Tras un breve silencio, durante el que Olympia se imagina a su madre
anhelando una vida distinta, aunque rechaza inmediatamente la
posibilidad, ella se contesta a sí misma.
—No, supongo que no —dice.
Todo el mundo parece comportarse de forma inusual ese día. Aunque
Olympia no está segura de si se trata de conductas fuera de lo común o de
si, al contrario, es el resultado del cambio que ha experimentado ella, que
sin duda debe de reflejarse en la actitud que muestran los demás hacia
ella. ¿Cómo si no podrían explicarse la desacostumbrada dificultad de su
padre a la hora de expresarse o las incursiones de su madre en unos temas
de conversación que normalmente evitaría a toda costa?
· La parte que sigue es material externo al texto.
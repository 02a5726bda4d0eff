mod app;
mod ui;

use anyhow::{Context, Result};
use app::App;
use clap::{Parser, ValueEnum};
use crossterm::event::{
    self, DisableMouseCapture, EnableMouseCapture, Event, KeyCode, KeyEventKind, MouseButton,
    MouseEvent, MouseEventKind,
};
use crossterm::execute;
use ratatui::DefaultTerminal;
use spawnmap::aggregate::Mode;
use spawnmap::config::MapConfig;
use spawnmap::data;
use spawnmap::filter::Blocklist;
use spawnmap::orchestrator::Orchestrator;
use spawnmap::record::Domain;
use std::fs::OpenOptions;
use std::path::PathBuf;
use std::sync::Mutex;
use std::time::Duration;
use tracing::info;
use tracing_subscriber::EnvFilter;

#[derive(Clone, Copy, Debug, ValueEnum)]
enum DomainArg {
    Spawns,
    Raids,
    Invasions,
}

impl From<DomainArg> for Domain {
    fn from(arg: DomainArg) -> Self {
        match arg {
            DomainArg::Spawns => Domain::Spawns,
            DomainArg::Raids => Domain::Raids,
            DomainArg::Invasions => Domain::Invasions,
        }
    }
}

/// Terminal map of spawn, raid and invasion telemetry.
#[derive(Parser, Debug)]
#[command(name = "spawnmap")]
#[command(author, version, about, long_about = None)]
struct Args {
    /// JSON array of rows, or a GeoJSON FeatureCollection (.geojson)
    #[arg(long)]
    data: PathBuf,

    /// Which telemetry the rows describe
    #[arg(long, value_enum, default_value_t = DomainArg::Spawns)]
    domain: DomainArg,

    /// Initial render mode: markers, density or grid
    #[arg(long, default_value = "markers")]
    mode: String,

    /// YAML configuration file
    #[arg(long)]
    config: Option<PathBuf>,

    /// Category key to hide ("species:form" or "character"); repeatable
    #[arg(long = "block")]
    block: Vec<String>,

    /// Write logs here; logging is discarded otherwise
    #[arg(long)]
    log_file: Option<PathBuf>,
}

/// Logs go to a file (or nowhere) so they never draw over the map
fn init_logging(log_file: Option<&PathBuf>) -> Result<()> {
    let filter = EnvFilter::try_from_default_env().unwrap_or_else(|_| EnvFilter::new("info"));
    let builder = tracing_subscriber::fmt()
        .with_env_filter(filter)
        .with_ansi(false)
        .with_target(false);

    match log_file {
        Some(path) => {
            let file = OpenOptions::new()
                .create(true)
                .append(true)
                .open(path)
                .with_context(|| format!("failed to open log file {}", path.display()))?;
            builder.with_writer(Mutex::new(file)).init();
        }
        None => builder.with_writer(std::io::sink).init(),
    }
    Ok(())
}

fn main() -> Result<()> {
    let args = Args::parse();
    init_logging(args.log_file.as_ref())?;

    let config = match &args.config {
        Some(path) => MapConfig::from_file(path)
            .with_context(|| format!("failed to load config {}", path.display()))?,
        None => MapConfig::default(),
    };
    let domain = Domain::from(args.domain);
    let records = data::load_records(&args.data, domain)?;
    let blocklist: Blocklist = args.block.iter().cloned().collect();
    info!(%domain, mode = %args.mode, blocked = blocklist.len(), "starting");

    // Initialize terminal
    let mut terminal = ratatui::init();
    terminal.clear()?;

    // Enable mouse capture
    execute!(std::io::stdout(), EnableMouseCapture)?;

    let size = terminal.size()?;
    let orchestrator = Orchestrator::from_config(config);
    let mut app = App::new(
        orchestrator,
        records,
        domain,
        args.mode,
        blocklist,
        size.width as usize,
        size.height as usize,
    );

    // Run the app
    let result = run(&mut terminal, &mut app);

    // Disable mouse capture and restore terminal
    let _ = execute!(std::io::stdout(), DisableMouseCapture);
    ratatui::restore();

    result
}

/// Handle mouse events for panning, zooming and hover
fn handle_mouse(app: &mut App, mouse: MouseEvent) {
    // Always track mouse position for cursor marker and tooltip
    app.set_mouse_pos(mouse.column, mouse.row);

    match mouse.kind {
        // Scroll wheel for zooming towards mouse position
        MouseEventKind::ScrollUp => app.zoom_in_at(mouse.column, mouse.row),
        MouseEventKind::ScrollDown => app.zoom_out_at(mouse.column, mouse.row),
        // Horizontal scroll for panning (trackpad two-finger swipe)
        MouseEventKind::ScrollLeft => app.pan(-15, 0),
        MouseEventKind::ScrollRight => app.pan(15, 0),
        // Click and drag to pan
        MouseEventKind::Down(MouseButton::Left) => {
            app.last_mouse = Some((mouse.column, mouse.row));
        }
        MouseEventKind::Drag(MouseButton::Left) => {
            app.handle_drag(mouse.column, mouse.row);
        }
        MouseEventKind::Up(MouseButton::Left) => {
            app.end_drag();
        }
        _ => {}
    }
}

fn run(terminal: &mut DefaultTerminal, app: &mut App) -> Result<()> {
    loop {
        terminal.draw(|frame| ui::render(frame, app))?;

        if event::poll(Duration::from_millis(50))? {
            match event::read()? {
                Event::Key(key) => {
                    // Only handle key press events (not release)
                    if key.kind == KeyEventKind::Press {
                        match key.code {
                            KeyCode::Char('q') | KeyCode::Esc => app.quit(),

                            // Pan with hjkl or arrow keys
                            KeyCode::Left | KeyCode::Char('h') => app.pan(-10, 0),
                            KeyCode::Right | KeyCode::Char('l') => app.pan(10, 0),
                            KeyCode::Up | KeyCode::Char('k') => app.pan(0, -6),
                            KeyCode::Down | KeyCode::Char('j') => app.pan(0, 6),

                            // Zoom
                            KeyCode::Char('+') | KeyCode::Char('=') => app.zoom_in(),
                            KeyCode::Char('-') | KeyCode::Char('_') => app.zoom_out(),

                            // Modes
                            KeyCode::Char('m') => app.set_mode(Mode::Markers),
                            KeyCode::Char('d') => app.set_mode(Mode::Density),
                            KeyCode::Char('g') => app.set_mode(Mode::Grid),

                            // Blocklist
                            KeyCode::Char('x') => app.block_busiest_visible(),
                            KeyCode::Char('u') => app.clear_blocklist(),

                            // Refit to the data
                            KeyCode::Char('r') | KeyCode::Char('0') => app.notify_data_changed(),

                            _ => {}
                        }
                    }
                }
                Event::Mouse(mouse) => {
                    handle_mouse(app, mouse);
                }
                Event::Resize(width, height) => {
                    app.resize(width as usize, height as usize);
                }
                _ => {}
            }
        }

        if app.should_quit {
            break;
        }
    }

    Ok(())
}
—Podrías bajar la fuente a la cocina. Me temo que Josiah está desbordado
de trabajo.
Las palabras de su madre no sorprenden a Olympia, que está
acostumbrada a que cambie súbitamente de tema cuando el anterior ya no es
de su agrado. Olympia se levanta de la chaise longue y se agacha para
recoger la fuente de plata. Siente un sincero aprecio por Josiah y se alegra de
poder ayudarlo. También se alegra de que su madre haya dado por
finalizada la conversación.
—Ya no eres una niña, Olympia. A partir de ahora, debes tener más
cuidado con lo que haces -dice su madre a modo de despedida.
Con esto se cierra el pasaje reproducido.